Por ello es común hoy día poner en duda, con mayor o menor claridad, la historicidad de muchas historias de Jesús —o incluso de sus palabras— que antes se creían a pies juntillas. Autores tan «eclesiásticos» como José A. Pagola o Armand Puig, en sus «biografías» o «vidas» modernas de Jesús, afirman que parte del material que manejan es un producto de la imaginación creativa de la Iglesia y que no pueden ya exponerlo a sus lectores tal como se hacía, por ejemplo, hace veinte años.

 

La aceptación del influjo en el nacimiento de la teología cristiana de la religión griega de época helenística, o de la mentalidad del platonismo vulgarizado, expandido por todo el ámbito del Imperio romano, o la influencia del estoicismo en la plasmación de la ética cristiana —que no es en modo alguno original— parece hoy moneda corriente en el catolicismo ilustrado.

 

Lo mismo puede decirse de la ciencia que edita los manuscritos antiguos. Hoy se admite por parte de todos los teólogos que gozan del beneplácito eclesiástico que nuestro Nuevo Testamento presenta un texto que no es en absoluto el que escribieron los autores de las diversas obras, sino el resultado de una transmisión, de esos primeros escritos, no siempre absolutamente fidedigna, sino llena de altibajos y correcciones, incluso manipulaciones, que se retrotrae hacia finales del siglo II. No poseemos un texto del Nuevo Testamento que sea coetáneo a  Marcos, por ejemplo ¡ni mucho menos!

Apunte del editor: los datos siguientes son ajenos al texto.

//! Cooperative cancellation for pipeline runs.
//!
//! This module provides:
//! - [`CancellationToken`] for in-process cancellation
//! - [`CancelService`], the external source that acknowledges user cancels
//! - [`Cancellation`], the handle actions poll at their start and that the
//!   build-log follower watches on an interval

mod token;

pub use token::CancellationToken;

use crate::errors::{ProvisionError, Result};
use async_trait::async_trait;
use std::sync::Arc;
use std::time::Duration;
use tracing::error;

/// External signal source for user-requested cancellation.
#[async_trait]
pub trait CancelService: Send + Sync {
    /// Acknowledges a pending cancel request, returning whether one exists.
    async fn ack_cancel(&self) -> Result<bool>;
}

/// Cancellation handle shared by every action of one pipeline run.
///
/// Polling is cooperative: a call already in flight is never interrupted,
/// the cancel takes effect at the next poll point.
#[derive(Clone, Default)]
pub struct Cancellation {
    token: Arc<CancellationToken>,
    service: Option<Arc<dyn CancelService>>,
}

impl Cancellation {
    /// Creates a handle that never reports cancellation on its own.
    #[must_use]
    pub fn none() -> Self {
        Self::default()
    }

    /// Creates a handle backed by an external cancel service.
    #[must_use]
    pub fn with_service(service: Arc<dyn CancelService>) -> Self {
        Self {
            token: Arc::new(CancellationToken::new()),
            service: Some(service),
        }
    }

    /// Returns the in-process token.
    #[must_use]
    pub fn token(&self) -> &Arc<CancellationToken> {
        &self.token
    }

    /// Cancels the run locally.
    pub fn cancel(&self, reason: impl Into<String>) {
        self.token.cancel(reason);
    }

    /// Polls for cancellation once.
    ///
    /// Failures talking to the cancel service are logged and ignored.
    pub async fn check(&self) -> Result<()> {
        if self.token.is_cancelled() {
            return Err(ProvisionError::Cancelled);
        }
        let Some(service) = &self.service else {
            return Ok(());
        };
        match service.ack_cancel().await {
            Ok(true) => {
                self.token.cancel("canceled by user action");
                Err(ProvisionError::Cancelled)
            }
            Ok(false) => Ok(()),
            Err(err) => {
                error!(error = %err, "unable to check if event should be canceled, ignoring");
                Ok(())
            }
        }
    }

    /// Polls every `interval` until cancellation is observed.
    ///
    /// Local cancels wake the watcher immediately instead of waiting for the
    /// next tick.
    pub async fn watch(&self, interval: Duration) -> ProvisionError {
        loop {
            if let Err(err) = self.check().await {
                return err;
            }
            tokio::select! {
                () = self.token.cancelled() => return ProvisionError::Cancelled,
                () = tokio::time::sleep(interval) => {}
            }
        }
    }
}

impl std::fmt::Debug for Cancellation {
    fn fmt(&self, f: &mut std::fmt::Formatter<'_>) -> std::fmt::Result {
        f.debug_struct("Cancellation")
            .field("token", &self.token)
            .field("has_service", &self.service.is_some())
            .finish()
    }
}

#[cfg(test)]
mod tests {
    use super::*;
    use mockall::mock;

    mock! {
        pub Service {}

        #[async_trait]
        impl CancelService for Service {
            async fn ack_cancel(&self) -> Result<bool>;
        }
    }

    #[tokio::test]
    async fn test_none_never_cancels() {
        assert!(Cancellation::none().check().await.is_ok());
    }

    #[tokio::test]
    async fn test_service_cancel_trips_token() {
        let mut service = MockService::new();
        service.expect_ack_cancel().times(1).returning(|| Ok(true));
        let cancellation = Cancellation::with_service(Arc::new(service));

        let err = cancellation.check().await.unwrap_err();
        assert!(err.is_cancellation());
        assert!(cancellation.token().is_cancelled());

        // The service is not asked again once the token tripped.
        assert!(cancellation.check().await.is_err());
    }

    #[tokio::test]
    async fn test_service_error_is_ignored() {
        let mut service = MockService::new();
        service
            .expect_ack_cancel()
            .returning(|| Err(ProvisionError::Internal("event store down".into())));
        let cancellation = Cancellation::with_service(Arc::new(service));

        assert!(cancellation.check().await.is_ok());
    }

    #[tokio::test]
    async fn test_local_cancel() {
        let cancellation = Cancellation::none();
        cancellation.cancel("operator abort");
        assert!(cancellation.check().await.unwrap_err().is_cancellation());
    }

    #[tokio::test(start_paused = true)]
    async fn test_watch_polls_on_interval() {
        let mut service = MockService::new();
        let mut polls = 0;
        service.expect_ack_cancel().returning(move || {
            polls += 1;
            Ok(polls >= 3)
        });
        let cancellation = Cancellation::with_service(Arc::new(service));

        let started = tokio::time::Instant::now();
        let err = cancellation.watch(Duration::from_secs(1)).await;

        assert!(err.is_cancellation());
        assert_eq!(started.elapsed(), Duration::from_secs(2));
    }

    #[tokio::test(start_paused = true)]
    async fn test_watch_wakes_on_local_cancel() {
        let cancellation = Cancellation::none();
        let remote = cancellation.clone();
        tokio::spawn(async move {
            tokio::time::sleep(Duration::from_millis(300)).await;
            remote.cancel("stop");
        });

        let started = tokio::time::Instant::now();
        let err = cancellation.watch(Duration::from_secs(60)).await;

        assert!(err.is_cancellation());
        assert!(started.elapsed() < Duration::from_secs(1));
    }
}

Y todo el mundo lo acepta.

 

La publicación por Trotta de la obra de Roger Haight, Jesús, símbolo de Dios (2007) —, que es un tratado de cristología, es decir, de cómo se entiende la naturaleza de Jesús como «cristo» o mesías, y cómo debe comprenderse su estado de «divinidad», de «estar junto a Dios»— es un ejemplo extraordinario de lo que comentamos.

 

La tesis general de Haight es que hoy día debe entenderse todo el complejo entramado de los «primeros principios» de la fe y las bases de nuestra comprensión de la naturaleza divina de Jesús de un modo absolutamente simbólico. El dogma de la Trinidad, la encarnación, la resurrección de Jesús no son «hechos reales», no son verdades dogmáticas que deben entenderse al pie de la letra, como se han creído y explicado hasta ahora, sino que son un mero símbolo. En realidad ni siquiera sabemos cómo son.

 

Naturalmente, la obra de Haight fue inmediatamente condenada por el Vaticano, cuando Ratzinger era aún cardenal y presidía la «Sagrada Congregación para la fe», o como sea el nombre exacto. Pero no me cabe duda de que —lo mismo que ha ocurrido con los ámbitos de fe que hemos recordado desde el inicio de estas líneas— la redefinición, o reinterpretación, o si alguien quiere llamarlo como antes indiqué, la dulcificación de los dogmas hacia una interpretación meramente simbólica es un fenómeno imparable cuya realidad será plena en poco tiempo. El edificio dogmático, aparentemente inamovible, se entenderá de un modo radicalmente distinto.